The second-generation X1 marked the switch to a front-wheel drive-based layout using the UKL2 platform shared with the BMW 2 Series Active Tourer and the Mini Countryman. Despite its name, it is now only the second smallest SUV produced by BMW since the introduction of the X2.



First generation (E84; 2009) 

The E84 X1 is the first-generation model and was originally presented as the BMW Concept X1 at the Paris Motor Show in 2008. Development of the vehicle started in 2006 when BMW identified the need for a smaller and more efficient model in its SUV line-up as petrol prices were increasing. Due to the urgent need to produce the vehicle, development and pre-production time was shortened by 40 percent compared to previous X Series models.

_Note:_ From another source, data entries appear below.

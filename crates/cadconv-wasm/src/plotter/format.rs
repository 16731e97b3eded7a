//! Fixed-point coordinate format and number conversion.
//!
//! Coordinates arrive as digit strings whose decimal point is implied by the
//! `FS` directive. Conversion to nanometres is done in integer arithmetic and
//! rounded once.

use serde::{Deserialize, Serialize};

use crate::error::MalformedNumber;
use crate::geometry::types::{NM_PER_INCH, NM_PER_MM};

const DEFAULT_INTEGER_DIGITS: u8 = 2;
const DEFAULT_DECIMAL_DIGITS: u8 = 3;
const MAX_SIGNIFICANT_DIGITS: usize = 24;

/// Unit system of the command stream.
#[derive(Debug, Clone, Copy, Default, PartialEq, Eq, Serialize, Deserialize)]
#[serde(rename_all = "snake_case")]
pub enum Units {
    /// Millimetres (`%MOMM*%`, `G71`).
    #[default]
    Millimetres,
    /// Inches (`%MOIN*%`, `G70`).
    Inches,
}

impl Units {
    /// Nanometres per unit.
    pub const fn nm_per_unit(self) -> i64 {
        match self {
            Self::Millimetres => NM_PER_MM,
            Self::Inches => NM_PER_INCH,
        }
    }
}

/// Which zeros the generator left out of coordinate literals.
#[derive(Debug, Clone, Copy, Default, PartialEq, Eq, Serialize, Deserialize)]
#[serde(rename_all = "snake_case")]
pub enum ZeroOmission {
    /// Leading zeros omitted (`FSL`); the literal is right-aligned.
    #[default]
    Leading,
    /// Trailing zeros omitted (`FST`); the literal is left-aligned.
    Trailing,
}

/// Absolute or incremental coordinates.
#[derive(Debug, Clone, Copy, Default, PartialEq, Eq, Serialize, Deserialize)]
#[serde(rename_all = "snake_case")]
pub enum CoordinateNotation {
    /// Coordinates are positions (`FS.A`, `G90`).
    #[default]
    Absolute,
    /// Coordinates are deltas from the current position (`FS.I`, `G91`).
    Incremental,
}

/// Digit layout of one axis: `integer_digits.decimal_digits`.
#[derive(Debug, Clone, Copy, PartialEq, Eq, Serialize, Deserialize)]
pub struct AxisFormat {
    /// Digits before the implied decimal point.
    pub integer_digits: u8,
    /// Digits after the implied decimal point.
    pub decimal_digits: u8,
}

impl AxisFormat {
    /// Total digit count of a fully written literal.
    pub const fn total_digits(self) -> usize {
        self.integer_digits as usize + self.decimal_digits as usize
    }
}

impl Default for AxisFormat {
    fn default() -> Self {
        Self {
            integer_digits: DEFAULT_INTEGER_DIGITS,
            decimal_digits: DEFAULT_DECIMAL_DIGITS,
        }
    }
}

/// The coordinate format established by `%FS...*%`.
#[derive(Debug, Clone, Copy, Default, PartialEq, Eq, Serialize, Deserialize)]
#[serde(default)]
pub struct CoordinateFormat {
    /// X axis layout (also used for I).
    pub x: AxisFormat,
    /// Y axis layout (also used for J).
    pub y: AxisFormat,
    /// Zero omission rule.
    pub zero_omission: ZeroOmission,
    /// Absolute or incremental notation.
    pub notation: CoordinateNotation,
}

/// Parse the body of a format statement (text after `FS`), e.g. `LAX34Y34`.
///
/// Fields that are missing keep the values from `base`. Unknown letters
/// (`N`, `G`, `D`, `M` digit counts) are skipped.
pub fn parse_format_statement(body: &str, base: CoordinateFormat) -> CoordinateFormat {
    let mut format = base;
    let mut rest = body;

    if let Some(first) = rest.chars().next() {
        format.zero_omission = if first == 'T' {
            ZeroOmission::Trailing
        } else {
            ZeroOmission::Leading
        };
        rest = rest.get(first.len_utf8()..).unwrap_or_default();
    }
    if let Some(second) = rest.chars().next() {
        format.notation = if second == 'I' {
            CoordinateNotation::Incremental
        } else {
            CoordinateNotation::Absolute
        };
        rest = rest.get(second.len_utf8()..).unwrap_or_default();
    }

    while let Some(letter) = rest.chars().next() {
        let digits = rest.get(letter.len_utf8()..).unwrap_or_default();
        let (value, remainder) = split_number(digits);
        match (letter, axis_from_digits(value)) {
            ('X', Some(axis)) => format.x = axis,
            ('Y', Some(axis)) => format.y = axis,
            _ => {}
        }
        rest = remainder;
    }

    format
}

fn axis_from_digits(value: &str) -> Option<AxisFormat> {
    let mut chars = value.chars();
    let integer_digits = chars.next()?.to_digit(10)?;
    let decimal_digits = chars.next()?.to_digit(10)?;
    Some(AxisFormat {
        integer_digits: u8::try_from(integer_digits).ok()?,
        decimal_digits: u8::try_from(decimal_digits).ok()?,
    })
}

/// Convert a coordinate literal to nanometres.
///
/// Literals with an explicit decimal point are read as-is. Otherwise the
/// implied decimal point of `axis` is applied, padding with zeros on the
/// side selected by `omission`.
///
/// # Errors
///
/// Returns [`MalformedNumber`] for empty literals, non-digit characters and
/// values outside the nanometre range.
pub fn parse_coordinate(
    raw: &str,
    axis: AxisFormat,
    omission: ZeroOmission,
    units: Units,
) -> Result<i64, MalformedNumber> {
    if raw.contains('.') {
        return parse_decimal(raw, units);
    }

    let (negative, digits) = split_sign(raw);
    if digits.is_empty() || !digits.chars().all(|ch| ch.is_ascii_digit()) {
        return Err(MalformedNumber(raw.to_string()));
    }

    let total_digits = axis.total_digits();
    let expanded = match omission {
        ZeroOmission::Leading => digits.to_string(),
        ZeroOmission::Trailing if digits.len() < total_digits => {
            format!("{digits:0<total_digits$}")
        }
        ZeroOmission::Trailing => digits.to_string(),
    };

    scale_to_nm(negative, &expanded, u32::from(axis.decimal_digits), units)
        .ok_or_else(|| MalformedNumber(raw.to_string()))
}

/// Convert a literal with an optional explicit decimal point (aperture
/// dimensions, decimal coordinates) to nanometres.
///
/// # Errors
///
/// Returns [`MalformedNumber`] when the literal is not a plain decimal number.
pub fn parse_decimal(raw: &str, units: Units) -> Result<i64, MalformedNumber> {
    let (negative, body) = split_sign(raw);
    let (int_part, frac_part) = body.split_once('.').unwrap_or((body, ""));
    let all_digits = int_part
        .chars()
        .chain(frac_part.chars())
        .all(|ch| ch.is_ascii_digit());
    if !all_digits || (int_part.is_empty() && frac_part.is_empty()) {
        return Err(MalformedNumber(raw.to_string()));
    }

    let decimals =
        u32::try_from(frac_part.len()).map_err(|_| MalformedNumber(raw.to_string()))?;
    let joined = format!("{int_part}{frac_part}");
    scale_to_nm(negative, &joined, decimals, units).ok_or_else(|| MalformedNumber(raw.to_string()))
}

/// Parse a plain real number (angles, counts) leniently.
///
/// # Errors
///
/// Returns [`MalformedNumber`] when `raw` is not a finite real number.
pub fn parse_real(raw: &str) -> Result<f64, MalformedNumber> {
    raw.parse::<f64>()
        .ok()
        .filter(|value| value.is_finite())
        .ok_or_else(|| MalformedNumber(raw.to_string()))
}

/// Parse an unsigned integer code (D, G, M numbers, aperture ids).
///
/// # Errors
///
/// Returns [`MalformedNumber`] when `raw` is not an unsigned integer.
pub fn parse_code(raw: &str) -> Result<u32, MalformedNumber> {
    raw.parse::<u32>()
        .map_err(|_| MalformedNumber(raw.to_string()))
}

/// Split `text` into its leading numeric run (digits, sign, point) and the rest.
pub fn split_number(text: &str) -> (&str, &str) {
    let end = text
        .find(|ch: char| !(ch.is_ascii_digit() || ch == '-' || ch == '+' || ch == '.'))
        .unwrap_or(text.len());
    text.split_at(end)
}

fn split_sign(raw: &str) -> (bool, &str) {
    match (raw.strip_prefix('-'), raw.strip_prefix('+')) {
        (Some(rest), _) => (true, rest),
        (None, Some(rest)) => (false, rest),
        (None, None) => (false, raw),
    }
}

/// `digits / 10^decimals` units, in nanometres, rounded half away from zero.
fn scale_to_nm(negative: bool, digits: &str, decimals: u32, units: Units) -> Option<i64> {
    let significant = digits.trim_start_matches('0');
    if significant.len() > MAX_SIGNIFICANT_DIGITS {
        return None;
    }

    let magnitude: i128 = if significant.is_empty() {
        0
    } else {
        significant.parse().ok()?
    };
    let numerator = magnitude.checked_mul(i128::from(units.nm_per_unit()))?;
    let denominator = 10_i128.checked_pow(decimals)?;
    let rounded = numerator.checked_add(denominator / 2)? / denominator;
    let signed = if negative { -rounded } else { rounded };
    i64::try_from(signed).ok()
}

#[cfg(test)]
mod tests {
    use rstest::rstest;

    use super::*;

    const FORMAT_34: AxisFormat = AxisFormat {
        integer_digits: 3,
        decimal_digits: 4,
    };

    #[test]
    fn ut_fmt_001_format_statement_reads_omission_notation_and_digits() {
        let format = parse_format_statement("TIX25Y36", CoordinateFormat::default());
        assert_eq!(format.zero_omission, ZeroOmission::Trailing);
        assert_eq!(format.notation, CoordinateNotation::Incremental);
        assert_eq!(
            format.x,
            AxisFormat {
                integer_digits: 2,
                decimal_digits: 5
            }
        );
        assert_eq!(
            format.y,
            AxisFormat {
                integer_digits: 3,
                decimal_digits: 6
            }
        );
    }

    #[test]
    fn ut_fmt_002_format_statement_skips_unused_digit_fields() {
        let format = parse_format_statement("LAN2G2X34Y34D2M2", CoordinateFormat::default());
        assert_eq!(format.zero_omission, ZeroOmission::Leading);
        assert_eq!(format.notation, CoordinateNotation::Absolute);
        assert_eq!(format.x, FORMAT_34);
        assert_eq!(format.y, FORMAT_34);
    }

    #[test]
    fn ut_fmt_009_non_ascii_characters_do_not_hide_later_fields() {
        let format = parse_format_statement("L\u{c4}X34\u{b0}Y25", CoordinateFormat::default());
        assert_eq!(format.notation, CoordinateNotation::Absolute);
        assert_eq!(format.x, FORMAT_34);
        assert_eq!(
            format.y,
            AxisFormat {
                integer_digits: 2,
                decimal_digits: 5
            }
        );
    }

    #[rstest]
    #[case("10000000", ZeroOmission::Leading, Units::Millimetres, 1_000_000_000)]
    #[case("-15", ZeroOmission::Leading, Units::Millimetres, -1_500)]
    #[case("+15", ZeroOmission::Leading, Units::Inches, 38_100)]
    #[case("0", ZeroOmission::Leading, Units::Millimetres, 0)]
    #[case("12", ZeroOmission::Trailing, Units::Millimetres, 120_000_000)]
    #[case("-0015", ZeroOmission::Trailing, Units::Millimetres, -1_500_000)]
    #[case("1.5", ZeroOmission::Leading, Units::Inches, 38_100_000)]
    fn ut_fmt_003_coordinates_scale_to_nanometres(
        #[case] raw: &str,
        #[case] omission: ZeroOmission,
        #[case] units: Units,
        #[case] expected: i64,
    ) {
        assert_eq!(parse_coordinate(raw, FORMAT_34, omission, units), Ok(expected));
    }

    #[test]
    fn ut_fmt_004_sub_nanometre_inch_values_round_once() {
        // One millionth of an inch is 25.4 nm.
        let axis = AxisFormat {
            integer_digits: 2,
            decimal_digits: 6,
        };
        assert_eq!(
            parse_coordinate("1", axis, ZeroOmission::Leading, Units::Inches),
            Ok(25)
        );
        assert_eq!(
            parse_coordinate("3", axis, ZeroOmission::Leading, Units::Inches),
            Ok(76)
        );
    }

    #[rstest]
    #[case("")]
    #[case("-")]
    #[case("12a4")]
    #[case("1.2.3")]
    #[case("999999999999999999999999999")]
    fn ut_fmt_005_malformed_literals_are_reported(#[case] raw: &str) {
        let result = parse_coordinate(raw, FORMAT_34, ZeroOmission::Leading, Units::Millimetres);
        assert_eq!(result, Err(MalformedNumber(raw.to_string())));
    }

    #[test]
    fn ut_fmt_006_decimal_dimensions_convert_exactly() {
        assert_eq!(parse_decimal("0.254", Units::Millimetres), Ok(254_000));
        assert_eq!(parse_decimal("0.025", Units::Inches), Ok(635_000));
        assert_eq!(parse_decimal(".5", Units::Millimetres), Ok(500_000));
        assert_eq!(parse_decimal("2", Units::Millimetres), Ok(2_000_000));
        assert!(parse_decimal("abc", Units::Millimetres).is_err());
    }

    #[test]
    fn ut_fmt_007_split_number_stops_at_next_letter() {
        assert_eq!(split_number("-1200Y300D01"), ("-1200", "Y300D01"));
        assert_eq!(split_number("D01"), ("", "D01"));
        assert_eq!(split_number("42"), ("42", ""));
    }

    #[test]
    fn ut_fmt_008_code_and_real_parsing() {
        assert_eq!(parse_code("10"), Ok(10));
        assert!(parse_code("-1").is_err());
        assert_eq!(parse_real("45.5"), Ok(45.5));
        assert!(parse_real("nan").is_err());
    }
}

It is based on the same platform as the E90 3 Series and features the same  wheelbase. The X1 is the first BMW X Series to be available in the sDrive trim (two-wheel drive). It was not introduced to the United States until 2012.

In 2013, the E84 X1 underwent a facelift, featuring restyled exterior and interior design elements, as well as the integration of BMW EfficientDynamics on all models. The original X1 sold 820,529 units.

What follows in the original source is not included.